Duns of this mayfly look like large, slow moving Chinese junks ambling down the creek.  Trout will often take hatched Mahogany Duns in preference to more numerous but smaller Blue Winged Olives.  One excellent strategy is to drift a dun pattern within 6 inches of the edge of a weed bed or the bank.  Due to the fact that the duns hatch in calmer water, it is often beneficial to lengthen one’s leader to 12 to 15 feet and reduce your tippet to 5X or 6X.  Productive dun imitations include: the Mahogany Cut Winged Parachute; the Mahogany Sparkle Dun; the Mahogany Thorax Dun; the Mahogany No Hackle; and the Red Quill and Blue Quill, both of which are Catskill types in design.

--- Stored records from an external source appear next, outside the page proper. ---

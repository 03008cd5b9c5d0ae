use std::sync::Arc;

use aurum::{
    catalog::Catalog,
    currency::CurrencyStore,
    modal::ModalKind,
    products::{CategoryFilter, Product},
};
use leptos::prelude::*;
use tracing::debug;

use crate::Stores;

/// UI model for a product card.
#[derive(Debug, Clone, PartialEq, Eq)]
pub struct ProductCardView {
    /// Product id.
    pub id: String,

    /// Display name.
    pub name: String,

    /// Category label.
    pub category: &'static str,

    /// Weight and fineness, e.g. "50 g · 999.9".
    pub detail_line: String,

    /// Price in the display currency.
    pub price: String,

    /// Primary image reference.
    pub image: Option<String>,

    /// Whether the product can be ordered.
    pub in_stock: bool,
}

impl ProductCardView {
    fn from_product(product: &Product<'_>, currency: &CurrencyStore) -> Self {
        Self {
            id: product.id.clone(),
            name: product.name.clone(),
            category: product.category.label(),
            detail_line: format!("{} · {}", product.weight, product.purity),
            price: currency.format_money(&product.price),
            image: product.image().map(str::to_owned),
            in_stock: product.in_stock,
        }
    }
}

/// Cards for the products passing `filter`, in catalog order.
pub fn product_cards(
    catalog: &Catalog,
    filter: CategoryFilter,
    currency: &CurrencyStore,
) -> Vec<ProductCardView> {
    catalog
        .filter(filter)
        .into_iter()
        .map(|product| ProductCardView::from_product(product, currency))
        .collect()
}

#[component]
fn CategoryTabs(filter: RwSignal<CategoryFilter>) -> impl IntoView {
    view! {
        <div class="category-tabs" role="tablist" aria-label="Product categories">
            {CategoryFilter::tabs()
                .map(|tab| {
                    view! {
                        <button
                            type="button"
                            role="tab"
                            class="category-tab"
                            class:category-tab-active=move || filter.get() == tab
                            aria-selected=move || (filter.get() == tab).to_string()
                            on:click=move |_| {
                                debug!(filter = %tab, "category selected");
                                filter.set(tab);
                            }
                        >
                            {tab.label()}
                        </button>
                    }
                })
                .collect_view()}
        </div>
    }
}

#[component]
fn ProductCard(card: ProductCardView, stores: Stores) -> impl IntoView {
    let product_id = card.id.clone();
    let open_detail = move |_| {
        stores.selected.set(Some(product_id.clone()));
        stores.open_modal(ModalKind::ProductDetail);
    };

    view! {
        <li class="product-card" class:product-card-sold-out=!card.in_stock>
            <button
                type="button"
                class="product-card-button"
                aria-label=format!("View {}", card.name)
                on:click=open_detail
            >
                {card.image.clone().map(|src| view! { <img class="product-card-image" src=src alt="" loading="lazy" /> })}
                <p class="product-card-category">{card.category}</p>
                <h3 class="product-card-name">{card.name.clone()}</h3>
                <p class="product-card-detail">{card.detail_line.clone()}</p>
                <p class="product-card-price">{card.price.clone()}</p>
                {(!card.in_stock).then(|| view! { <span class="product-card-badge">"Sold out"</span> })}
            </button>
        </li>
    }
}

/// Filterable product grid.
#[component]
pub fn ProductSection(
    /// Shared catalog.
    catalog: Arc<Catalog>,

    /// Shared stores.
    stores: Stores,
) -> impl IntoView {
    let filter = RwSignal::new(CategoryFilter::default());

    let cards = move || {
        let cards = stores
            .currency
            .with(|currency| product_cards(&catalog, filter.get(), currency));

        if cards.is_empty() {
            return view! { <p class="product-grid-empty">"Nothing in this category yet."</p> }.into_any();
        }

        view! {
            <ul class="product-grid">
                {cards
                    .into_iter()
                    .map(|card| view! { <ProductCard card=card stores=stores /> })
                    .collect_view()}
            </ul>
        }
        .into_any()
    };

    view! {
        <section id="collection" class="collection">
            <header class="section-header">
                <p class="section-eyebrow">"The Collection"</p>
                <h2 class="section-title">"Bars and coins"</h2>
            </header>
            <CategoryTabs filter=filter />
            {cards}
        </section>
    }
}

#[cfg(test)]
mod tests {
    use aurum::{currency::DisplayCurrency, products::Category};
    use testresult::TestResult;

    use super::*;

    #[test]
    fn all_filter_lists_every_product_in_order() -> TestResult {
        let catalog = Catalog::bundled()?;

        let ids: Vec<_> = product_cards(&catalog, CategoryFilter::All, &CurrencyStore::default())
            .into_iter()
            .map(|card| card.id)
            .collect();

        assert_eq!(
            ids,
            ["bar-1", "bar-2", "bar-3", "silver-1", "silver-2", "coin-1", "coin-2"]
        );

        Ok(())
    }

    #[test]
    fn category_filter_narrows_cards() -> TestResult {
        let catalog = Catalog::bundled()?;

        let cards = product_cards(
            &catalog,
            CategoryFilter::Only(Category::SilverBars),
            &CurrencyStore::default(),
        );

        assert_eq!(cards.len(), 2);
        assert!(cards.iter().all(|card| card.category == "SILVER BARS"));

        Ok(())
    }

    #[test]
    fn card_prices_follow_display_currency() -> TestResult {
        let catalog = Catalog::bundled()?;
        let currency = CurrencyStore::default().with_currency(DisplayCurrency::Eur);

        let cards = product_cards(&catalog, CategoryFilter::All, &currency);
        let bar = cards.first().ok_or("missing first card")?;

        assert_eq!(bar.price, "€1,472.00");
        assert_eq!(bar.detail_line, "50 g · 999.9");

        Ok(())
    }

    #[test]
    fn sold_out_products_are_flagged() -> TestResult {
        let catalog = Catalog::bundled()?;

        let cards = product_cards(&catalog, CategoryFilter::All, &CurrencyStore::default());
        let kilobar = cards
            .iter()
            .find(|card| card.id == "bar-3")
            .ok_or("missing kilobar")?;

        assert!(!kilobar.in_stock);

        Ok(())
    }
}
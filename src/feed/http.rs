//! HTTP ticker source

use std::str::FromStr;

use async_trait::async_trait;
use reqwest::Client;
use rust_decimal::Decimal;
use serde_json::Value;

use super::{FeedError, SpotPriceSource};

/// Reads a last-traded price from a JSON ticker endpoint.
#[derive(Debug, Clone)]
pub struct HttpSpotPriceSource {
    url: String,
    price_field: String,
    http: Client,
}

impl HttpSpotPriceSource {
    /// Create a source for `url`, reading the price at `price_field`.
    ///
    /// Nested fields use dots, e.g. `"data.last"`.
    #[must_use]
    pub fn new(url: impl Into<String>, price_field: impl Into<String>) -> Self {
        Self {
            url: url.into(),
            price_field: price_field.into(),
            http: Client::new(),
        }
    }

    /// Endpoint being polled.
    pub fn url(&self) -> &str {
        &self.url
    }
}

#[async_trait(?Send)]
impl SpotPriceSource for HttpSpotPriceSource {
    async fn fetch(&self) -> Result<Decimal, FeedError> {
        let response = self.http.get(&self.url).send().await?;

        if !response.status().is_success() {
            return Err(FeedError::Status(response.status().as_u16()));
        }

        let body: Value = response.json().await?;

        extract_price(&body, &self.price_field)
    }
}

/// Read a positive price from `body` at the dotted `field` path.
///
/// Numbers and numeric strings are both accepted.
///
/// # Errors
///
/// Returns [`FeedError::MissingField`] if the path does not exist,
/// [`FeedError::Malformed`] if the value is not numeric and
/// [`FeedError::NonPositive`] for zero or negative prices.
pub fn extract_price(body: &Value, field: &str) -> Result<Decimal, FeedError> {
    let pointer: String = field.split('.').map(|segment| format!("/{segment}")).collect();

    let raw = body
        .pointer(&pointer)
        .ok_or_else(|| FeedError::MissingField(field.to_string()))?;

    let text = match raw {
        Value::Number(number) => number.to_string(),
        Value::String(text) => text.trim().to_string(),
        other => return Err(FeedError::Malformed(format!("{field} is {other}"))),
    };

    let value = Decimal::from_str(&text)
        .or_else(|_err| Decimal::from_scientific(&text))
        .map_err(|err| FeedError::Malformed(format!("{field}: {err}")))?;

    if value <= Decimal::ZERO {
        return Err(FeedError::NonPositive(value));
    }

    Ok(value)
}

#[cfg(test)]
mod tests {
    use rust_decimal_macros::dec;
    use serde_json::json;
    use testresult::TestResult;

    use super::*;

    #[test]
    fn reads_numeric_field() -> TestResult {
        let body = json!({ "last": 2345.25 });

        assert_eq!(extract_price(&body, "last")?, dec!(2345.25));

        Ok(())
    }

    #[test]
    fn reads_string_field() -> TestResult {
        let body = json!({ "symbol": "XAUUSD", "price": " 2401.10 " });

        assert_eq!(extract_price(&body, "price")?, dec!(2401.10));

        Ok(())
    }

    #[test]
    fn reads_nested_field() -> TestResult {
        let body = json!({ "data": { "last": "2399.5" } });

        assert_eq!(extract_price(&body, "data.last")?, dec!(2399.5));

        Ok(())
    }

    #[test]
    fn reads_scientific_notation() -> TestResult {
        let body = json!({ "price": "2.4e3" });

        assert_eq!(extract_price(&body, "price")?, dec!(2400));

        Ok(())
    }

    #[test]
    fn missing_field_is_reported() {
        let body = json!({ "bid": 1 });

        assert!(matches!(
            extract_price(&body, "last"),
            Err(FeedError::MissingField(field)) if field == "last"
        ));
    }

    #[test]
    fn non_numeric_values_are_malformed() {
        for body in [json!({ "last": "n/a" }), json!({ "last": null }), json!({ "last": [1] })] {
            assert!(matches!(
                extract_price(&body, "last"),
                Err(FeedError::Malformed(_))
            ));
        }
    }

    #[test]
    fn zero_price_is_rejected() {
        let body = json!({ "last": 0 });

        assert!(matches!(
            extract_price(&body, "last"),
            Err(FeedError::NonPositive(_))
        ));
    }

    #[test]
    fn keeps_configured_url() {
        let source = HttpSpotPriceSource::new("https://ticker.example.com/xau", "last");

        assert_eq!(source.url(), "https://ticker.example.com/xau");
    }
}
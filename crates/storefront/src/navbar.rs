use aurum::{cart::Cart, currency::DisplayCurrency};
use leptos::prelude::*;
use tracing::debug;

use crate::{Stores, announce, cart::badge_text};

/// In-page sections linked from the navbar, as `(anchor, label)`.
pub const NAV_LINKS: [(&str, &str); 4] = [
    ("#collection", "Collection"),
    ("#ticker", "Spot Price"),
    ("#converter", "Converter"),
    ("#contact", "Contact"),
];

#[component]
fn CurrencyPicker(stores: Stores) -> impl IntoView {
    view! {
        <label class="currency-picker">
            <span class="sr-only">"Display currency"</span>
            <select on:change=move |event| {
                let value = event_target_value(&event);

                match value.parse::<DisplayCurrency>() {
                    Ok(currency) => {
                        stores.currency.update(|store| store.set_currency(currency));
                        announce(stores.live_message, format!("Prices shown in {currency}."));
                    }
                    Err(error) => debug!(%error, "ignored currency selection"),
                }
            }>
                {DisplayCurrency::ALL
                    .into_iter()
                    .map(|currency| {
                        view! {
                            <option
                                value=currency.code()
                                selected=move || stores.currency.with(|store| store.currency() == currency)
                            >
                                {currency.code()}
                            </option>
                        }
                    })
                    .collect_view()}
            </select>
        </label>
    }
}

/// Top navigation bar.
#[component]
pub fn Navbar(
    /// Shared stores.
    stores: Stores,
) -> impl IntoView {
    let badge = move || stores.cart.with(|cart| badge_text(cart.total_items()));

    view! {
        <header class="navbar">
            <a class="navbar-brand" href="#top">"AURUM"</a>
            <nav class="navbar-links" aria-label="Sections">
                {NAV_LINKS
                    .into_iter()
                    .map(|(href, label)| view! { <a href=href>{label}</a> })
                    .collect_view()}
            </nav>
            <div class="navbar-actions">
                <CurrencyPicker stores=stores />
                <button
                    type="button"
                    class="navbar-cart"
                    aria-controls="cart-drawer"
                    aria-expanded=move || stores.cart.with(Cart::is_open).to_string()
                    aria-label=move || {
                        let count = stores.cart.with(Cart::total_items);
                        format!("Open cart, {count} items")
                    }
                    on:click=move |_| stores.cart.update(Cart::toggle)
                >
                    "Cart"
                    {move || badge().map(|text| view! { <span class="navbar-cart-badge">{text}</span> })}
                </button>
            </div>
        </header>
    }
}
use leptos::prelude::*;

use crate::navbar::NAV_LINKS;

/// Site footer.
#[component]
pub fn Footer() -> impl IntoView {
    view! {
        <footer class="site-footer">
            <div class="site-footer-brand">
                <p class="site-footer-logo">"AURUM"</p>
                <p class="site-footer-tagline">"Accredited bullion, insured delivery."</p>
            </div>
            <nav class="site-footer-links" aria-label="Footer">
                {NAV_LINKS
                    .into_iter()
                    .map(|(href, label)| view! { <a href=href>{label}</a> })
                    .collect_view()}
            </nav>
            <p class="site-footer-legal">
                "Prices are indicative and move with the gold spot market. Orders are confirmed at the price shown at checkout."
            </p>
        </footer>
    }
}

Spinner falls of the Mahogany Dun can be important to the angler who fishes late in the day.  The Mahogany Dun spinners usually swarm in early evening and drop to the water about the time when it becomes difficult to see.  Bring your flashlight and reading glasses so that it is not difficult to change spinner patterns.  Unlike the other stages of the Mahogany Dun discussed above, the spinner can be fished out in open water with equal success.  Two spinner patterns which are effective for just about any mayfly are equally productive when fished at the end of a Mahogany Dun session.  The Blue Quill Spinner’s body is constructed from a stripped peacock quill, its wing is fashioned from white hen hackle tips (tied spent or semi-spent), and the hackle is light blue dun, clipped top and bottom.  The Red Quill Spinner’s body is from a reddish-brown dyed hackle stem, its wings are made from white hen hackle tips (tied spent or semi-spent), and brown hackle is used, clipped top and bottom.           

Doug Andres

Stream Keeper

September 28TH Double R Fishing Report "Mahogany Duns"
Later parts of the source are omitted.